■ Aim of the exercise ■
Whenever a line below holds the word "tracing", copy that line.

Records from a collection:

■ ■ ■

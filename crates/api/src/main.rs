use groundwork_infra::{Repo, RepoConfig, Scope};
use groundwork_observability::Logger;

#[tokio::main]
async fn main() -> anyhow::Result<()> {
    groundwork_observability::init();
    let logger = Logger::current();

    let config = RepoConfig::from_env()?;
    let repo = Repo::connect(&config).await?;
    groundwork_api::app::migrate(&repo, &Scope::new(logger.clone())).await?;

    let app = groundwork_api::app::build_app(repo, logger);

    let listener = tokio::net::TcpListener::bind("0.0.0.0:8080").await?;
    tracing::info!("listening on {}", listener.local_addr()?);

    axum::serve(listener, app).await?;
    Ok(())
}
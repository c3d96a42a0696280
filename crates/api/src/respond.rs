//! Mapping handler results onto HTTP responses.
//!
//! | handler result | status | body |
//! |----------------|--------|------|
//! | `Ok(Some(v))` | 200 | `v` as JSON |
//! | `Ok(None)` | 204 | empty |
//! | `Err(e)`, `e.internal()` | 500 | `e.message()` as text |
//! | `Err(e)`, input error | 400 | `e.message()` as text |
//!
//! Only the message reaches the client. The full error, with its stack and
//! cause, goes to the scope's logger.

use axum::http::{header, HeaderValue, StatusCode};
use axum::response::{IntoResponse, Response};
use groundwork_core::Error;
use groundwork_infra::Scope;
use groundwork_observability::LogLevel;
use serde::Serialize;

pub fn respond<T: Serialize>(scope: &Scope, result: Result<Option<T>, Error>) -> Response {
    match result {
        Ok(Some(value)) => json_response(scope, &value),
        Ok(None) => StatusCode::NO_CONTENT.into_response(),
        Err(err) => error_response(scope, &err),
    }
}

/// Log `err` at warn or error by its severity and render it.
pub fn error_response(scope: &Scope, err: &Error) -> Response {
    scope.logger().report(err, "Error returned from handler func");
    (status_for(err), err.message().to_string()).into_response()
}

pub fn status_for(err: &Error) -> StatusCode {
    if err.internal() {
        StatusCode::INTERNAL_SERVER_ERROR
    } else {
        StatusCode::BAD_REQUEST
    }
}

fn json_response<T: Serialize>(scope: &Scope, value: &T) -> Response {
    match serde_json::to_vec(value) {
        Ok(body) => (
            StatusCode::OK,
            [(header::CONTENT_TYPE, HeaderValue::from_static("application/json"))],
            body,
        )
            .into_response(),
        Err(cause) => {
            let err = Error::wrap(cause, "Error marshalling JSON response");
            scope
                .logger()
                .log_error(LogLevel::Error, &err, "Error writing JSON response to handler");
            (StatusCode::INTERNAL_SERVER_ERROR, err.message().to_string()).into_response()
        }
    }
}

#[cfg(test)]
mod tests {
    use super::*;
    use axum::body::to_bytes;
    use groundwork_observability::{InMemorySink, Logger};
    use serde::ser::Error as _;
    use std::io;
    use tracing::level_filters::LevelFilter;

    async fn body_text(response: Response) -> String {
        let bytes = to_bytes(response.into_body(), usize::MAX).await.unwrap();
        String::from_utf8(bytes.to_vec()).unwrap()
    }

    fn capture() -> (InMemorySink, Scope) {
        let sink = InMemorySink::new();
        let scope = Scope::new(Logger::new(sink.dispatch(LevelFilter::INFO)));
        (sink, scope)
    }

    struct Unserializable;

    impl Serialize for Unserializable {
        fn serialize<S: serde::Serializer>(&self, _serializer: S) -> Result<S::Ok, S::Error> {
            Err(S::Error::custom("cannot serialize"))
        }
    }

    #[tokio::test]
    async fn some_value_is_json() {
        let (_sink, scope) = capture();
        let response = respond(&scope, Ok(Some(serde_json::json!({ "id": 3 }))));

        assert_eq!(response.status(), StatusCode::OK);
        assert_eq!(response.headers()[header::CONTENT_TYPE], "application/json");
        assert_eq!(body_text(response).await, r#"{"id":3}"#);
    }

    #[tokio::test]
    async fn none_is_no_content() {
        let (_sink, scope) = capture();
        let response = respond::<()>(&scope, Ok(None));
        assert_eq!(response.status(), StatusCode::NO_CONTENT);
        assert!(body_text(response).await.is_empty());
    }

    #[tokio::test]
    async fn input_errors_are_bad_requests_logged_as_warnings() {
        let (sink, scope) = capture();
        let response = respond::<()>(&scope, Err(Error::new_input("id must be numeric")));

        assert_eq!(response.status(), StatusCode::BAD_REQUEST);
        assert_eq!(body_text(response).await, "id must be numeric");
        let events = sink.events();
        assert_eq!(events[0]["level"], "WARN");
        assert_eq!(events[0]["message"], "Error returned from handler func");
    }

    #[tokio::test]
    async fn internal_errors_expose_only_the_message() {
        let (sink, scope) = capture();
        let cause = io::Error::other("password=hunter2 rejected");
        let response = respond::<()>(&scope, Err(Error::wrap_db(cause, "Error running Select")));

        assert_eq!(response.status(), StatusCode::INTERNAL_SERVER_ERROR);
        assert_eq!(body_text(response).await, "Error running Select");
        let events = sink.events();
        assert_eq!(events[0]["level"], "ERROR");
        assert_eq!(events[0]["inner_error"], "password=hunter2 rejected");
    }

    #[tokio::test]
    async fn serialization_failure_is_logged_and_internal() {
        let (sink, scope) = capture();
        let response = respond(&scope, Ok(Some(Unserializable)));

        assert_eq!(response.status(), StatusCode::INTERNAL_SERVER_ERROR);
        assert_eq!(body_text(response).await, "Error marshalling JSON response");
        assert_eq!(sink.events()[0]["origin"], "application");
    }
}
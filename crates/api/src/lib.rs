//! HTTP boundary: request scope middleware, JSON bodies, and the mapping of
//! classified errors onto responses.

pub mod app;
pub mod body;
pub mod context;
pub mod middleware;
pub mod respond;

pub use body::{decode_json_body, JsonBody};
pub use context::RequestScope;
pub use middleware::{scope_middleware, ScopeState, REQUEST_ID_HEADER};
pub use respond::{error_response, respond, status_for};
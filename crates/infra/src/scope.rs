//! Explicit per-request execution scope.
//!
//! A [`Scope`] carries what a request flow needs across layers: the logger to
//! emit through, the cancellation signal, and the request's correlation id.
//! It is passed by reference through call signatures; nothing is looked up
//! from ambient state.

use std::sync::Arc;

use groundwork_observability::Logger;
use tokio_util::sync::CancellationToken;

#[derive(Debug, Clone)]
pub struct Scope {
    logger: Logger,
    cancellation: CancellationToken,
    request_id: Option<Arc<str>>,
}

impl Scope {
    /// A scope with its own, not-yet-cancelled token.
    pub fn new(logger: Logger) -> Self {
        Self {
            logger,
            cancellation: CancellationToken::new(),
            request_id: None,
        }
    }

    pub fn with_cancellation(mut self, token: CancellationToken) -> Self {
        self.cancellation = token;
        self
    }

    /// Attach a correlation id; the logger gains a `request` span carrying it.
    pub fn with_request_id(mut self, request_id: impl Into<Arc<str>>) -> Self {
        let request_id = request_id.into();
        self.logger = self.logger.for_request(&request_id);
        self.request_id = Some(request_id);
        self
    }

    /// Same cancellation and request id, different logger.
    pub fn with_logger(&self, logger: Logger) -> Self {
        Self {
            logger,
            cancellation: self.cancellation.clone(),
            request_id: self.request_id.clone(),
        }
    }

    pub fn logger(&self) -> &Logger {
        &self.logger
    }

    pub fn cancellation(&self) -> &CancellationToken {
        &self.cancellation
    }

    pub fn request_id(&self) -> Option<&str> {
        self.request_id.as_deref()
    }

    pub fn is_cancelled(&self) -> bool {
        self.cancellation.is_cancelled()
    }

    /// Signal cancellation to every operation running under this scope.
    pub fn cancel(&self) {
        self.cancellation.cancel();
    }
}
//! JSON request bodies.

use axum::body::Bytes;
use axum::extract::{FromRequest, Request};
use axum::response::Response;
use axum::async_trait;
use groundwork_core::Error;
use groundwork_infra::Scope;
use groundwork_observability::Logger;
use serde::de::DeserializeOwned;

use crate::respond::error_response;

/// Decode a JSON body. Malformed input is an input error, not a server fault.
pub fn decode_json_body<T: DeserializeOwned>(body: &[u8]) -> Result<T, Error> {
    serde_json::from_slice(body)
        .map_err(|err| Error::wrap_input(err, "Failed to unmarshal request body"))
}

/// Extractor decoding the request body with [`decode_json_body`].
///
/// Rejections are rendered the same way handler errors are.
#[derive(Debug, Clone)]
pub struct JsonBody<T>(pub T);

#[async_trait]
impl<S, T> FromRequest<S> for JsonBody<T>
where
    S: Send + Sync,
    T: DeserializeOwned,
{
    type Rejection = Response;

    async fn from_request(req: Request, state: &S) -> Result<Self, Self::Rejection> {
        let scope = req
            .extensions()
            .get::<Scope>()
            .cloned()
            .unwrap_or_else(|| Scope::new(Logger::current()));

        let bytes = Bytes::from_request(req, state)
            .await
            .map_err(|rejection| {
                error_response(&scope, &Error::wrap(rejection, "Failed to read request body"))
            })?;

        decode_json_body(&bytes)
            .map(JsonBody)
            .map_err(|err| error_response(&scope, &err))
    }
}

#[cfg(test)]
mod tests {
    use super::*;
    use groundwork_core::Origin;
    use serde::Deserialize;

    #[derive(Debug, Deserialize, PartialEq)]
    struct Input {
        title: String,
    }

    #[test]
    fn decodes_valid_json() {
        let input: Input = decode_json_body(br#"{"title":"x"}"#).unwrap();
        assert_eq!(input, Input { title: "x".into() });
    }

    #[test]
    fn malformed_json_is_an_input_error() {
        let err = decode_json_body::<Input>(b"{title").unwrap_err();
        assert_eq!(err.origin(), Origin::Input);
        assert!(!err.internal());
        assert!(!err.warning());
        assert_eq!(err.message(), "Failed to unmarshal request body");
        assert!(err.base().has_cause::<serde_json::Error>());
    }
}
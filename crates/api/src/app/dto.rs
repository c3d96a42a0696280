use serde::{Deserialize, Serialize};
use sqlx::any::AnyRow;
use sqlx::Row;

use groundwork_infra::Record;

#[derive(Debug, Deserialize)]
pub struct CreateNoteRequest {
    pub body: String,
}

#[derive(Debug, Clone, PartialEq, Eq, Serialize, Deserialize)]
pub struct Note {
    pub id: i64,
    pub body: String,
}

impl Record for Note {
    const COLUMNS: &'static [&'static str] = &["id", "body"];

    fn from_row(row: &AnyRow) -> Result<Self, sqlx::Error> {
        Ok(Note {
            id: row.try_get("id")?,
            body: row.try_get("body")?,
        })
    }
}

#[derive(Debug, Serialize)]
pub struct HealthResponse {
    pub status: &'static str,
}
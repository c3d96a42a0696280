//! `groundwork-core`: the classified error model shared by every layer.
//!
//! This crate is pure data: no I/O, no logging, no driver types. Failures are
//! classified once, at the point they are detected, and then travel unchanged
//! up to the logging and HTTP boundaries.

pub mod error;
pub mod query_arg;
pub mod stack;

pub use error::{
    is_cancellation, AppResult, ApplicationError, BoxError, Cancelled, Error, ErrorFields, Origin,
    QueryError, Severity,
};
pub use query_arg::QueryArg;
pub use stack::{StackFrame, MAX_FRAMES};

■ ■ ■

■ Response area ■
    tracing::info!("listening on {}", listener.local_addr()?);
    use tracing::level_filters::LevelFilter;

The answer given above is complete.